### EXERCISE OBJECTIVE
Counting the line with "pub mod transport;" as the last one, copy out the lines of the data exactly from the first onward.

Stored data:

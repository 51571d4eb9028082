//! chunkline-central — drives one request/response exchange over a
//! packet-limited, connection-oriented transport.
//!
//! The [`Central`] owns the busy guard and runs each transfer as a single
//! ordered event loop. Raw transport operations are delegated to a
//! [`Transport`] implementation, whose completions come back as
//! [`TransportEvent`]s.

pub mod chunk;
pub mod loopback;
pub mod session;
pub mod transport;

pub use loopback::{LoopbackConfig, LoopbackTransport};
pub use session::{
    Central, Response, SessionError, TransferHandle, TransferReport, TransferState,
};
pub use transport::{
    event_channel, EndpointHandle, EndpointIdentity, EventSink, EventStream, PeerHandle,
    Transport, TransportError, TransportEvent,
};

### COMPLETED TASK
repository 51571d4eb9028082
//! chunkline-central — drives one request/response exchange over a
//! packet-limited, connection-oriented transport.
//!
//! The [`Central`] owns the busy guard and runs each transfer as a single
//! ordered event loop. Raw transport operations are delegated to a
//! [`Transport`] implementation, whose completions come back as
//! [`TransportEvent`]s.

pub mod chunk;
pub mod loopback;
pub mod session;
pub mod transport;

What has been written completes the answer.